2. 2. The high-frequency long-time-sequence short-term forecasting method based on the generated AI according to claim 1, wherein the method is characterized by comprising the following steps: The variation self-encoder is a causal variation self-encoder.
3. 3. The high-frequency long-time-sequence short-term forecasting method based on the generated AI according to claim 2, wherein the method is characterized by comprising the following steps of: the causal variation self-encoder uses causal 3D convolution.
4. 4. The high-frequency long-time-sequence short-term forecasting method based on the generated AI according to claim 1, wherein the method is characterized by comprising the following steps: And generating the prediction hidden variable Token sequence by using a diffusion generation model based on the noise Token sequence under the condition of the hidden variable Token sequence.
5. 5. The high-frequency long-time-sequence short-term forecasting method based on the generated AI of claim 4, wherein the method comprises the following steps of: the noise Token sequence is randomly sampled from Gaussian noise.
6. 6. The high-frequency long-time-sequence short-term forecasting method based on the generated AI of claim 5, wherein the method comprises the following steps: The number of frames of the noise Token sequence is consistent with the length and time step of the predicted radar reflectivity sequence.
7. 7. The high-frequency long-time-sequence short-term forecasting method based on the generated AI of claim 6, wherein the method is characterized by: the diffusion generation model is built based on RECTIFIED FLOW framework using diffusion transducers.

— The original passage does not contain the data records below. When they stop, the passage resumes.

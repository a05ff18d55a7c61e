//! The IND-CPA public-key primitive underlying the KEM: `indcpa_keypair`, `indcpa_enc`,
//! `indcpa_dec`, plus the matrix-expansion XOF shared by the first two. Corresponds to
//! `indcpa_keypair`/`indcpa_enc`/`indcpa_dec`/`gen_a`/`gen_at`/`gen_matrix` in the reference
//! source: single-eta CBD noise, 13-bit canonical coefficient packing, and 10-bit compression
//! applied only to the ciphertext's `u` half (`v` stays canonically packed).

use sha3::digest::XofReader;

use crate::cbd::sample_poly_cbd;
use crate::helpers::{prf, shake128_xof, sha3_512};
use crate::ntt::inv_ntt;
use crate::poly::{
    poly_add, poly_frombytes, poly_frommsg, poly_sub, poly_tobytes, poly_tomsg, Poly, POLY_BYTES,
    POLY_COMPRESSED_BYTES,
};
use crate::polyvec::{
    polyvec_add, polyvec_compress, polyvec_decompress, polyvec_frombytes, polyvec_inv_ntt,
    polyvec_ntt, polyvec_pointwise_acc, polyvec_tobytes,
};
use crate::Q;

/// Samples one polynomial with coefficients uniform in `[0, Q)`, via rejection sampling over a
/// SHAKE-128 stream seeded with `rho ‖ b0 ‖ b1`. Each candidate is a little-endian 16-bit value
/// masked to 13 bits (`Q` needs 13 bits to represent); values `>= Q` are discarded.
fn sample_uniform_poly(rho: &[u8; 32], b0: u8, b1: u8) -> Poly {
    let mut reader = shake128_xof(rho, b0, b1);
    let mut f = [0i16; 256];
    let mut ctr = 0usize;
    let mut buf = [0u8; 2];
    while ctr < 256 {
        reader.read(&mut buf);
        let val = u16::from_le_bytes(buf) & 0x1FFF;
        if val < Q as u16 {
            f[ctr] = val as i16;
            ctr += 1;
        }
    }
    f
}

/// Expands the non-transposed matrix `A` from seed `rho`, for use during key generation. Entry
/// `(i, j)` is sampled from `rho ‖ j ‖ i`.
fn gen_a<const K: usize>(rho: &[u8; 32]) -> [[Poly; K]; K] {
    core::array::from_fn(|i| core::array::from_fn(|j| sample_uniform_poly(rho, j as u8, i as u8)))
}

/// Expands the transposed matrix `A^T` from seed `rho`, for use during encryption. Entry `(i, j)`
/// is sampled from `rho ‖ i ‖ j` — the reversed domain separator is what distinguishes this from
/// `gen_a`, since both otherwise draw from the same rejection-sampling procedure.
fn gen_at<const K: usize>(rho: &[u8; 32]) -> [[Poly; K]; K] {
    core::array::from_fn(|i| core::array::from_fn(|j| sample_uniform_poly(rho, i as u8, j as u8)))
}

/// Generates an IND-CPA keypair from 32 bytes of randomness `d`.
///
/// `ETA` is the CBD noise parameter for this security level; `CBD_BYTES` must equal `64 * ETA`
/// (Rust's const generics can't derive one from the other yet, so callers supply both).
///
/// `pk` receives `polyvec_tobytes(t) ‖ rho` (`K * POLY_BYTES + 32` bytes); `sk` receives
/// `polyvec_tobytes(s_hat)` (`K * POLY_BYTES` bytes).
pub(crate) fn indcpa_keypair<const K: usize, const ETA: usize, const CBD_BYTES: usize>(
    d: &[u8; 32], pk: &mut [u8], sk: &mut [u8],
) {
    debug_assert_eq!(pk.len(), K * POLY_BYTES + 32, "indcpa_keypair: pk wrong length");
    debug_assert_eq!(sk.len(), K * POLY_BYTES, "indcpa_keypair: sk wrong length");
    debug_assert_eq!(CBD_BYTES, 64 * ETA, "indcpa_keypair: CBD_BYTES != 64 * ETA");

    let seed = sha3_512(d);
    let mut rho = [0u8; 32];
    let mut sigma = [0u8; 32];
    rho.copy_from_slice(&seed[0..32]);
    sigma.copy_from_slice(&seed[32..64]);

    let a = gen_a::<K>(&rho);

    let mut nonce = 0u8;
    let mut s: [Poly; K] = core::array::from_fn(|_| {
        let buf: [u8; CBD_BYTES] = prf(&sigma, nonce);
        nonce += 1;
        sample_poly_cbd(&buf, ETA)
    });
    let e: [Poly; K] = core::array::from_fn(|_| {
        let buf: [u8; CBD_BYTES] = prf(&sigma, nonce);
        nonce += 1;
        sample_poly_cbd(&buf, ETA)
    });

    polyvec_ntt(&mut s);
    let mut e_hat = e;
    polyvec_ntt(&mut e_hat);

    let t_hat: [Poly; K] = core::array::from_fn(|i| polyvec_pointwise_acc(&a[i], &s));
    let t_hat = polyvec_add(&t_hat, &e_hat);

    polyvec_tobytes(&t_hat, &mut pk[..K * POLY_BYTES]);
    pk[K * POLY_BYTES..].copy_from_slice(&rho);
    polyvec_tobytes(&s, sk);
}

/// Encrypts a 32-byte message `m` under public key `pk`, using `coins` as the noise seed.
/// `ct` receives `polyvec_compress(u) ‖ poly_tobytes(v)` — `u` is 10-bit compressed, `v` stays
/// canonically packed, per this variant's asymmetric treatment of the two ciphertext halves.
pub(crate) fn indcpa_enc<const K: usize, const ETA: usize, const CBD_BYTES: usize>(
    ct: &mut [u8], m: &[u8; 32], pk: &[u8], coins: &[u8; 32],
) {
    debug_assert_eq!(pk.len(), K * POLY_BYTES + 32, "indcpa_enc: pk wrong length");
    debug_assert_eq!(
        ct.len(),
        K * POLY_COMPRESSED_BYTES + POLY_BYTES,
        "indcpa_enc: ct wrong length"
    );
    debug_assert_eq!(CBD_BYTES, 64 * ETA, "indcpa_enc: CBD_BYTES != 64 * ETA");

    let t_hat: [Poly; K] = polyvec_frombytes(&pk[..K * POLY_BYTES]);
    let mut rho = [0u8; 32];
    rho.copy_from_slice(&pk[K * POLY_BYTES..]);

    let at = gen_at::<K>(&rho);

    let mut nonce = 0u8;
    let mut r: [Poly; K] = core::array::from_fn(|_| {
        let buf: [u8; CBD_BYTES] = prf(coins, nonce);
        nonce += 1;
        sample_poly_cbd(&buf, ETA)
    });
    let e1: [Poly; K] = core::array::from_fn(|_| {
        let buf: [u8; CBD_BYTES] = prf(coins, nonce);
        nonce += 1;
        sample_poly_cbd(&buf, ETA)
    });
    let e2_buf: [u8; CBD_BYTES] = prf(coins, nonce);
    let e2 = sample_poly_cbd(&e2_buf, ETA);

    polyvec_ntt(&mut r);

    let mut u: [Poly; K] = core::array::from_fn(|i| polyvec_pointwise_acc(&at[i], &r));
    polyvec_inv_ntt(&mut u);
    let u = polyvec_add(&u, &e1);

    let mut v = polyvec_pointwise_acc(&t_hat, &r);
    inv_ntt(&mut v);
    let v = poly_add(&poly_add(&v, &e2), &poly_frommsg(m));

    polyvec_compress(&u, &mut ct[..K * POLY_COMPRESSED_BYTES]);
    poly_tobytes(&v, &mut ct[K * POLY_COMPRESSED_BYTES..]);
}

/// Decrypts ciphertext `ct` under secret key `sk`, recovering the original 32-byte message.
pub(crate) fn indcpa_dec<const K: usize>(ct: &[u8], sk: &[u8]) -> [u8; 32] {
    debug_assert_eq!(sk.len(), K * POLY_BYTES, "indcpa_dec: sk wrong length");
    debug_assert_eq!(
        ct.len(),
        K * POLY_COMPRESSED_BYTES + POLY_BYTES,
        "indcpa_dec: ct wrong length"
    );

    let mut u: [Poly; K] = polyvec_decompress(&ct[..K * POLY_COMPRESSED_BYTES]);
    let v: Poly = poly_frombytes(&ct[K * POLY_COMPRESSED_BYTES..]);
    let s: [Poly; K] = polyvec_frombytes(sk);

    polyvec_ntt(&mut u);
    let mut mp = polyvec_pointwise_acc(&s, &u);
    inv_ntt(&mut mp);

    let w = poly_sub(&v, &mp);
    poly_tomsg(&w)
}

8. 8. The high-frequency long-time-sequence short-term forecasting method based on the generated AI of claim 7, wherein the method comprises the following steps of: The diffusion transducer uses a 3D causal self-attention mechanism to capture both local advection and non-local convection triggers.
9. 9. The high-frequency long-time-sequence short-term forecasting method based on the generated AI of claim 8, wherein the method comprises the following steps of: the diffusion transducer injects time coordinates into each layer of the network through adaptive layer normalization.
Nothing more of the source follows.